*** Data ***
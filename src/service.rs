//! Request dispatch and result shaping for the host bridge.
//!
//! The host hands over a command name and a positional JSON argument list.
//! [`TransferRequest::from_args`] validates that list once, then
//! [`TransferService`] runs the matching transfer and folds whatever happened
//! into a [`TransferOutcome`]. No state survives between calls.

use std::sync::Arc;

use reqwest::cookie::CookieStore;
use serde::Serialize;
use serde_json::{Map, Value, json};
use thiserror::Error;
use tracing::{debug, info, instrument, warn};

use crate::entry::FileDescriber;
use crate::transfer::constants::{DEFAULT_FILE_KEY, DEFAULT_FILE_NAME, DEFAULT_MIME_TYPE};
use crate::transfer::{
    DownloadResult, Downloader, TransferError, TransportConfig, UploadRequest, UploadResult,
    Uploader,
};

/// Transfer direction.
#[derive(Debug, Clone, Copy, PartialEq, Eq)]
pub enum Action {
    Upload,
    Download,
}

impl Action {
    /// Parses a host command name.
    #[must_use]
    pub fn from_command(command: &str) -> Option<Self> {
        match command {
            "upload" => Some(Self::Upload),
            "download" => Some(Self::Download),
            _ => None,
        }
    }

    /// Host command name.
    #[must_use]
    pub fn as_str(self) -> &'static str {
        match self {
            Self::Upload => "upload",
            Self::Download => "download",
        }
    }
}

/// The argument list could not be turned into a request.
#[derive(Debug, Clone, Error, PartialEq, Eq)]
pub enum RequestError {
    /// A required argument is absent, null, or not a string.
    #[error("missing {name} (argument {index})")]
    MissingArgument {
        index: usize,
        name: &'static str,
    },

    /// An optional argument has the wrong JSON type.
    #[error("argument {index} ({name}) must be {expected}")]
    InvalidArgument {
        index: usize,
        name: &'static str,
        expected: &'static str,
    },
}

/// A validated transfer request.
///
/// Upload-only fields are ignored for downloads.
#[derive(Debug, Clone, PartialEq)]
pub struct TransferRequest {
    pub action: Action,
    /// Local file (upload) or remote URL (download).
    pub source: String,
    /// Server URL (upload) or local path (download).
    pub target: String,
    pub file_key: String,
    pub file_name: String,
    pub mime_type: String,
    pub extra_params: Map<String, Value>,
    pub trust_all_certificates: bool,
    pub chunked_mode: bool,
}

impl TransferRequest {
    /// Creates an upload request with default options.
    #[must_use]
    pub fn upload(source: impl Into<String>, target: impl Into<String>) -> Self {
        Self::with_defaults(Action::Upload, source.into(), target.into())
    }

    /// Creates a download request.
    #[must_use]
    pub fn download(source: impl Into<String>, target: impl Into<String>) -> Self {
        Self::with_defaults(Action::Download, source.into(), target.into())
    }

    fn with_defaults(action: Action, source: String, target: String) -> Self {
        Self {
            action,
            source,
            target,
            file_key: DEFAULT_FILE_KEY.to_string(),
            file_name: DEFAULT_FILE_NAME.to_string(),
            mime_type: DEFAULT_MIME_TYPE.to_string(),
            extra_params: Map::new(),
            trust_all_certificates: false,
            chunked_mode: false,
        }
    }

    /// Decodes the host's positional argument list.
    ///
    /// Layout: `[source, target, fileKey, fileName, mimeType, params,
    /// trustAllCertificates, chunkedMode]`; everything after `target` is
    /// upload-only and optional.
    ///
    /// # Errors
    ///
    /// Returns [`RequestError`] when `source`/`target` are missing or when
    /// `params` is present but not an object.
    pub fn from_args(action: Action, args: &[Value]) -> Result<Self, RequestError> {
        let source = required_string(args, 0, "source")?;
        let target = required_string(args, 1, "target")?;
        let mut request = Self::with_defaults(action, source, target);

        if action == Action::Upload {
            request.file_key = optional_string(args, 2, DEFAULT_FILE_KEY);
            request.file_name = optional_string(args, 3, DEFAULT_FILE_NAME);
            request.mime_type = optional_string(args, 4, DEFAULT_MIME_TYPE);
            request.extra_params = optional_object(args, 5, "params")?;
            request.trust_all_certificates = optional_flag(args, 6);
            request.chunked_mode = optional_flag(args, 7);
        }

        Ok(request)
    }

    fn to_upload_request(&self) -> UploadRequest {
        UploadRequest {
            file_path: self.source.clone(),
            server_url: self.target.clone(),
            file_key: self.file_key.clone(),
            file_name: self.file_name.clone(),
            mime_type: self.mime_type.clone(),
            extra_params: self.extra_params.clone(),
            trust_all_certificates: self.trust_all_certificates,
            chunked_mode: self.chunked_mode,
        }
    }
}

fn required_string(args: &[Value], index: usize, name: &'static str) -> Result<String, RequestError> {
    args.get(index)
        .and_then(Value::as_str)
        .map(str::to_string)
        .ok_or(RequestError::MissingArgument { index, name })
}

/// Absent, JSON null, and the literal string "null" all select the default.
fn optional_string(args: &[Value], index: usize, default: &str) -> String {
    match args.get(index) {
        Some(Value::String(s)) if s != "null" => s.clone(),
        Some(Value::Number(n)) => n.to_string(),
        Some(Value::Bool(b)) => b.to_string(),
        _ => default.to_string(),
    }
}

fn optional_object(
    args: &[Value],
    index: usize,
    name: &'static str,
) -> Result<Map<String, Value>, RequestError> {
    match args.get(index) {
        None | Some(Value::Null) => Ok(Map::new()),
        Some(Value::Object(map)) => Ok(map.clone()),
        Some(_) => Err(RequestError::InvalidArgument {
            index,
            name,
            expected: "an object",
        }),
    }
}

fn optional_flag(args: &[Value], index: usize) -> bool {
    match args.get(index) {
        Some(Value::Bool(b)) => *b,
        Some(Value::String(s)) => s.eq_ignore_ascii_case("true"),
        _ => false,
    }
}

/// Status reported alongside every outcome.
#[derive(Debug, Clone, Copy, PartialEq, Eq, Serialize)]
#[serde(rename_all = "snake_case")]
pub enum ResultStatus {
    Ok,
    InvalidAction,
    MalformedRequest,
    IoError,
}

/// A successful transfer.
#[derive(Debug, Clone, PartialEq)]
pub enum TransferSuccess {
    Upload(UploadResult),
    Download(DownloadResult),
}

/// Terminal outcome of one host invocation.
#[derive(Debug, Clone, PartialEq)]
pub enum TransferOutcome {
    Success(TransferSuccess),
    Failure(TransferError),
    Malformed(RequestError),
    InvalidAction(String),
}

impl From<Result<TransferSuccess, TransferError>> for TransferOutcome {
    fn from(result: Result<TransferSuccess, TransferError>) -> Self {
        match result {
            Ok(success) => Self::Success(success),
            Err(error) => Self::Failure(error),
        }
    }
}

/// Tag marking download payloads for resolution as a local file entry.
pub const LOCAL_FILE_ENTRY_TAG: &str = "local_file";

impl TransferOutcome {
    /// Status class of this outcome.
    #[must_use]
    pub fn status(&self) -> ResultStatus {
        match self {
            Self::Success(_) => ResultStatus::Ok,
            Self::Failure(_) => ResultStatus::IoError,
            Self::Malformed(_) => ResultStatus::MalformedRequest,
            Self::InvalidAction(_) => ResultStatus::InvalidAction,
        }
    }

    /// Payload handed back to the host.
    #[must_use]
    pub fn payload(&self) -> Value {
        match self {
            Self::Success(TransferSuccess::Upload(result)) => {
                serde_json::to_value(result).unwrap_or_default()
            }
            Self::Success(TransferSuccess::Download(result)) => {
                let mut value = serde_json::to_value(result).unwrap_or_default();
                if let Value::Object(map) = &mut value {
                    map.insert("entry".to_string(), json!(LOCAL_FILE_ENTRY_TAG));
                }
                value
            }
            Self::Failure(error) => serde_json::to_value(error).unwrap_or_default(),
            Self::Malformed(error) => json!({ "message": error.to_string() }),
            Self::InvalidAction(action) => json!({ "message": format!("unknown action '{action}'") }),
        }
    }

    /// Status and payload as one JSON document.
    #[must_use]
    pub fn to_json(&self) -> Value {
        json!({ "status": self.status(), "payload": self.payload() })
    }
}

/// Dispatches transfer requests to the uploader or downloader.
#[derive(Debug, Clone, Default)]
pub struct TransferService {
    uploader: Uploader,
    downloader: Downloader,
}

impl TransferService {
    /// Creates a service with the given transport settings.
    #[must_use]
    pub fn new(transport: TransportConfig) -> Self {
        Self {
            uploader: Uploader::new(transport.clone()),
            downloader: Downloader::new(transport),
        }
    }

    /// Cookie store consulted for uploads.
    #[must_use]
    pub fn with_cookie_store(mut self, store: Arc<dyn CookieStore>) -> Self {
        self.uploader = self.uploader.with_cookie_store(store);
        self
    }

    /// Describer for downloaded files.
    #[must_use]
    pub fn with_describer(mut self, describer: Arc<dyn FileDescriber>) -> Self {
        self.downloader = self.downloader.with_describer(describer);
        self
    }

    /// Runs a host command with its positional arguments.
    #[instrument(skip(self, args), fields(command = %command, args = args.len()))]
    pub async fn execute(&self, command: &str, args: &[Value]) -> TransferOutcome {
        let Some(action) = Action::from_command(command) else {
            warn!("unknown transfer action");
            return TransferOutcome::InvalidAction(command.to_string());
        };

        let request = match TransferRequest::from_args(action, args) {
            Ok(request) => request,
            Err(error) => {
                warn!(error = %error, "malformed transfer request");
                return TransferOutcome::Malformed(error);
            }
        };

        self.transfer(&request).await.into()
    }

    /// Runs a validated request.
    ///
    /// # Errors
    ///
    /// Returns a classified [`TransferError`] carrying the request's source and target.
    pub async fn transfer(
        &self,
        request: &TransferRequest,
    ) -> Result<TransferSuccess, TransferError> {
        debug!(action = request.action.as_str(), "dispatching transfer");
        let result = match request.action {
            Action::Upload => self
                .uploader
                .upload(&request.to_upload_request())
                .await
                .map(TransferSuccess::Upload),
            Action::Download => self
                .downloader
                .download(&request.source, &request.target)
                .await
                .map(TransferSuccess::Download),
        };

        match result {
            Ok(success) => {
                info!(action = request.action.as_str(), "transfer succeeded");
                Ok(success)
            }
            Err(failure) => Err(TransferError::from_failure(
                &failure,
                &request.source,
                &request.target,
            )),
        }
    }
}
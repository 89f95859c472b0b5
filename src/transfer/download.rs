//! Streaming download of a remote resource to a local path.

use std::path::{Path, PathBuf};
use std::sync::Arc;

use futures_util::StreamExt;
use serde::Serialize;
use serde_json::Value;
use tokio::fs::File;
use tokio::io::{AsyncWriteExt, BufWriter};
use tracing::{debug, info, instrument};
use url::Url;

use super::client::{TransportConfig, build_client};
use super::constants::WRITE_BUFFER_SIZE;
use super::TransferFailure;
use crate::entry::{FileDescriber, LocalFileDescriber};
use crate::path::resolve_local_path;

/// A completed download.
#[derive(Debug, Clone, PartialEq, Serialize)]
#[serde(rename_all = "camelCase")]
pub struct DownloadResult {
    /// Where the file was written.
    pub local_path: PathBuf,
    /// Bytes written.
    pub size: u64,
    /// Descriptor produced by the [`FileDescriber`].
    pub metadata: Value,
}

/// Fetches remote resources with GET and writes them to disk.
#[derive(Clone)]
pub struct Downloader {
    transport: TransportConfig,
    describer: Arc<dyn FileDescriber>,
}

impl std::fmt::Debug for Downloader {
    fn fmt(&self, f: &mut std::fmt::Formatter<'_>) -> std::fmt::Result {
        f.debug_struct("Downloader")
            .field("transport", &self.transport)
            .finish_non_exhaustive()
    }
}

impl Default for Downloader {
    fn default() -> Self {
        Self::new(TransportConfig::default())
    }
}

impl Downloader {
    /// Creates a downloader that describes results with [`LocalFileDescriber`].
    #[must_use]
    pub fn new(transport: TransportConfig) -> Self {
        Self {
            transport,
            describer: Arc::new(LocalFileDescriber),
        }
    }

    /// Replaces the file describer.
    #[must_use]
    pub fn with_describer(mut self, describer: Arc<dyn FileDescriber>) -> Self {
        self.describer = describer;
        self
    }

    /// Downloads `source_url` to `target_path`, creating missing parent directories.
    ///
    /// The target file is flushed and closed before this returns. On any
    /// failure after the file was created, the partial file is removed.
    ///
    /// # Errors
    ///
    /// Returns [`TransferFailure`] when:
    /// - the target uses an unsupported scheme
    /// - the source URL is malformed
    /// - the connection fails or the server answers with a non-success status
    /// - creating directories, writing, or describing the file fails
    #[instrument(skip(self), fields(url = %source_url, target = %target_path))]
    pub async fn download(
        &self,
        source_url: &str,
        target_path: &str,
    ) -> Result<DownloadResult, TransferFailure> {
        let file_path = resolve_local_path(target_path)?;
        create_parent_dirs(&file_path).await?;

        let url =
            Url::parse(source_url).map_err(|_| TransferFailure::invalid_url(source_url))?;
        let client = build_client(&self.transport, false)?;

        let response = client
            .get(url)
            .send()
            .await
            .map_err(|e| TransferFailure::connection(source_url, e))?;
        if !response.status().is_success() {
            return Err(TransferFailure::http_status(
                source_url,
                response.status().as_u16(),
            ));
        }
        debug!(path = %file_path.display(), "writing response body");

        let mut file = File::create(&file_path)
            .await
            .map_err(|e| TransferFailure::io(&file_path, e))?;
        let stream_result = stream_to_file(&mut file, response, source_url, &file_path).await;
        drop(file);

        let size = match stream_result {
            Ok(size) => size,
            Err(error) => {
                debug!(path = %file_path.display(), "cleaning up partial file after error");
                let _ = tokio::fs::remove_file(&file_path).await;
                return Err(error);
            }
        };

        let metadata = match self.describer.describe(&file_path).await {
            Ok(metadata) => metadata,
            Err(error) => {
                debug!(path = %file_path.display(), "removing file that could not be described");
                let _ = tokio::fs::remove_file(&file_path).await;
                return Err(TransferFailure::describe(&file_path, error));
            }
        };

        info!(path = %file_path.display(), bytes = size, "download complete");

        Ok(DownloadResult {
            local_path: file_path,
            size,
            metadata,
        })
    }
}

async fn create_parent_dirs(file_path: &Path) -> Result<(), TransferFailure> {
    match file_path.parent() {
        Some(parent) if !parent.as_os_str().is_empty() => tokio::fs::create_dir_all(parent)
            .await
            .map_err(|e| TransferFailure::io(parent, e)),
        _ => Ok(()),
    }
}

/// Streams the response body to `file`, returning bytes written.
async fn stream_to_file(
    file: &mut File,
    response: reqwest::Response,
    url: &str,
    file_path: &Path,
) -> Result<u64, TransferFailure> {
    let mut writer = BufWriter::with_capacity(WRITE_BUFFER_SIZE, file);
    let mut stream = response.bytes_stream();
    let mut bytes_written: u64 = 0;

    while let Some(chunk_result) = stream.next().await {
        let chunk = chunk_result.map_err(|e| TransferFailure::connection(url, e))?;

        writer
            .write_all(&chunk)
            .await
            .map_err(|e| TransferFailure::io(file_path, e))?;

        bytes_written += chunk.len() as u64;
    }

    writer
        .shutdown()
        .await
        .map_err(|e| TransferFailure::io(file_path, e))?;

    Ok(bytes_written)
}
***
» To do:
Search the entries for "InvalidArgument" and show every line that has it.

» Exercise result:
    InvalidArgument {
        Some(_) => Err(RequestError::InvalidArgument {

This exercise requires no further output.